‘Ja, ik snap gewoon niet dat zij allemaal zevens en achtens halen en ik een drie.’ Een boomlange student praat in zijn telefoon en ik hoop op nog een stukje van het gesprek. ‘Nou, volgens mij heb ik precies dezelfde antwoorden gegeven.’
Het is altijd interessant om getuige te zijn van de taalgebruiker die onbewust zorgt dat taal zich houdt aan regels: een zeven, twee zevens; een acht, twee achtens. En minstens net zo interessant is zijn opmerking over die onvoldoende terwijl anderen voldoendes halen. Dikke voldoendes. Met dezelfde antwoorden.
Gelooft hij dat nou echt? Of dikt hij het onrecht dat hem is aangedaan wat aan? Hoe vaak gebeurt het bij mijn cursussen dat studenten de beoordeling niet vertrouwen? Het komt voor. Zo zingt wel eens rond dat een van mijn collega’s veel meer onvoldoendes geeft en strenger beoordeelt dan een ander.

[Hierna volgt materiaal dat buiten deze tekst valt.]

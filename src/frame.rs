//! Captured video frames.

use crate::constants::{LUMA_SHIFT, LUMA_WEIGHTS_BGR_Q14};
use crate::{Error, Result};

/// Number of interleaved channels in a [`Frame`] (BGR)
pub const CHANNELS: usize = 3;

/// An 8-bit BGR image, row-major, `height * width * 3` bytes.
#[derive(Debug, Clone, PartialEq, Eq)]
pub struct Frame {
    width: usize,
    height: usize,
    data: Vec<u8>,
}

impl Frame {
    /// Wrap an existing BGR buffer
    ///
    /// # Errors
    ///
    /// Returns an error if the buffer length does not match the dimensions
    pub fn new(width: usize, height: usize, data: Vec<u8>) -> Result<Self> {
        let expected = width
            .checked_mul(height)
            .and_then(|n| n.checked_mul(CHANNELS))
            .ok_or_else(|| Error::InvalidInput(format!("Frame {width}x{height} is too large")))?;
        if data.len() != expected {
            return Err(Error::InvalidInput(format!(
                "Frame {width}x{height} needs {expected} bytes, got {}",
                data.len()
            )));
        }
        Ok(Self {
            width,
            height,
            data,
        })
    }

    /// A frame filled with one BGR color
    #[must_use]
    pub fn filled(width: usize, height: usize, bgr: [u8; 3]) -> Self {
        let data = bgr.iter().copied().cycle().take(width * height * CHANNELS).collect();
        Self {
            width,
            height,
            data,
        }
    }

    #[must_use]
    pub const fn width(&self) -> usize {
        self.width
    }

    #[must_use]
    pub const fn height(&self) -> usize {
        self.height
    }

    /// Raw BGR bytes
    #[must_use]
    pub fn data(&self) -> &[u8] {
        &self.data
    }

    #[must_use]
    pub fn is_empty(&self) -> bool {
        self.data.is_empty()
    }

    /// Horizontally flipped copy
    #[must_use]
    pub fn mirrored(&self) -> Self {
        let row_len = self.width * CHANNELS;
        let mut data = Vec::with_capacity(self.data.len());
        for row in self.data.chunks_exact(row_len.max(1)) {
            for pixel in row.chunks_exact(CHANNELS).rev() {
                data.extend_from_slice(pixel);
            }
        }
        Self {
            width: self.width,
            height: self.height,
            data,
        }
    }

    /// 8-bit grayscale intensities, one per pixel, rounded to the nearest level
    #[must_use]
    pub fn to_gray(&self) -> Vec<u8> {
        let half = 1 << (LUMA_SHIFT - 1);
        self.data
            .chunks_exact(CHANNELS)
            .map(|px| {
                let weighted: u32 = px
                    .iter()
                    .zip(LUMA_WEIGHTS_BGR_Q14)
                    .map(|(&c, w)| u32::from(c) * w)
                    .sum();
                // Weights sum to 1 << LUMA_SHIFT, so the level never exceeds 255
                u8::try_from((weighted + half) >> LUMA_SHIFT).unwrap_or(u8::MAX)
            })
            .collect()
    }
}

#[cfg(test)]
mod tests {
    use super::*;

    #[test]
    fn test_frame_length_validation() {
        assert!(Frame::new(2, 2, vec![0; 12]).is_ok());
        assert!(Frame::new(2, 2, vec![0; 11]).is_err());
    }

    #[test]
    fn test_mirrored() {
        // Two pixels in one row: blue, then red
        let frame = Frame::new(2, 1, vec![255, 0, 0, 0, 0, 255]).unwrap();
        let flipped = frame.mirrored();
        assert_eq!(flipped.data(), &[0, 0, 255, 255, 0, 0]);
        assert_eq!(flipped.mirrored(), frame);
    }

    #[test]
    fn test_to_gray() {
        let white = Frame::filled(3, 2, [255, 255, 255]);
        assert_eq!(white.to_gray(), vec![255; 6]);

        let green = Frame::filled(1, 1, [0, 255, 0]);
        assert_eq!(green.to_gray(), vec![150]);
    }

    #[test]
    fn test_to_gray_rounds_to_nearest_level() {
        // Red 1 weighs 0.299 of a level, red 2 weighs 0.598
        let frame = Frame::new(3, 1, vec![0, 0, 1, 0, 0, 2, 128, 128, 128]).unwrap();
        assert_eq!(frame.to_gray(), vec![0, 1, 128]);
    }
}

Dan ben ik blij als een moedige student het gerucht netjes weet aan te kaarten en onderzoek ik, met nog een tweede coördinator, waar het gevoel vandaan komt. Geeft de ene examinator drieën waar de ander zevens en achtens uitdeelt? En om welke van de twee moeten we ons dan het meest zorgen maken?

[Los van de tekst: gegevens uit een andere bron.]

//! Hand gesture sonification: live hand tracking turned into sound control parameters.
//!
//! The pipeline consists of:
//! 1. A capture stage reading frames from a camera into a single-slot latch
//! 2. A feature extractor (hand landmarks from an external detector, or frame differences)
//! 3. A feature mapper (smoothed barycenters plus per-hand gesture strategies, a one-handed pinch instrument, or a pulse detector)
//! 4. An output stage re-sending the newest parameters to a sound engine over OSC
//!
//! Capture and output run on their own threads; the driver runs extraction
//! and mapping on the calling thread, one frame at a time.
//!
//! # Examples
//!
//! ## Gesture strategies
//!
//! ```
//! use hand_sonify::hand::{HandObservation, Handedness, Landmark};
//! use hand_sonify::params::AudioParameters;
//! use hand_sonify::strategy::{GestureStrategy, PitchGateStrategy};
//!
//! # fn main() -> hand_sonify::Result<()> {
//! let strategy = PitchGateStrategy::new(0.05, 261.63, 523.25);
//! // Thumb and index tip on top of each other: pinched
//! let hand = HandObservation::new(Handedness::Right, vec![Landmark::new(0.5, 0.5, 0.0); 21]);
//!
//! let mut params = AudioParameters::new();
//! strategy.apply(Some(&hand), Some([0.5, 0.5, 0.0]), &mut params)?;
//! assert_eq!(params.get_bool("sound_enabled"), Some(true));
//! # Ok(())
//! # }
//! ```
//!
//! ## Complete pipeline
//!
//! ```no_run
//! use hand_sonify::{config::Config, pipeline::Pipeline, scenario::Scenario};
//! use std::sync::atomic::AtomicBool;
//!
//! # fn main() -> hand_sonify::Result<()> {
//! let config = Config::from_file("hand-sonify.yaml")?;
//! config.validate()?;
//!
//! let scenario = Scenario::from_config(&config)?;
//! let mut pipeline = Pipeline::new(scenario, config.pipeline.clone())?;
//! pipeline.start()?;
//!
//! let stop = AtomicBool::new(false);
//! let stats = pipeline.run(&stop)?;
//! pipeline.stop();
//! println!("{} frames processed", stats.cycles);
//! # Ok(())
//! # }
//! ```

/// Error types and result handling
pub mod error;

/// Constants used throughout the application
pub mod constants;

/// Configuration management
pub mod config;

/// Single-slot buffers shared between threads
pub mod latch;

/// Staged worker runtime for capture and output threads
pub mod stage;

/// Captured video frames
pub mod frame;

/// Capture devices and the capture stage
pub mod capture;

/// `OpenCV` webcam and video file input
#[cfg(feature = "opencv")]
pub mod webcam;

/// Hand observations and control roles
pub mod hand;

/// Landmark detectors
pub mod detector;

/// Per-frame feature extractors
pub mod features;

/// Signal filtering algorithms for smoothing hand positions
pub mod filters;

/// Smoothed barycenter tracking
pub mod tracker;

/// Audio parameter snapshots
pub mod params;

/// Per-hand gesture strategies
pub mod strategy;

/// Feature to audio parameter mappers
pub mod mapper;

/// Audio transports and the output stage
pub mod output;

/// Component registries
pub mod scenario;

/// Pipeline driver
pub mod pipeline;

pub use error::{Error, Result};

We stellen vast hoe we de intercollegiale betrouwbaarheid en validiteit waarborgen en of we de beoordelingskaders goed hanteren. Uiteraard vergelijken we de harde slagingspercentages en checken we of we in wisselende samenstellingen het vier ogenprincipe hanteren. Het resultaat van deze check is gelukkig praktisch altijd dat het goed zit met de toetskwaliteit. Ja, de ene examinator is soms meer hard boiled en de ander soms meer een zacht eitje. Maar we beoordelen niet als een pannenkoek.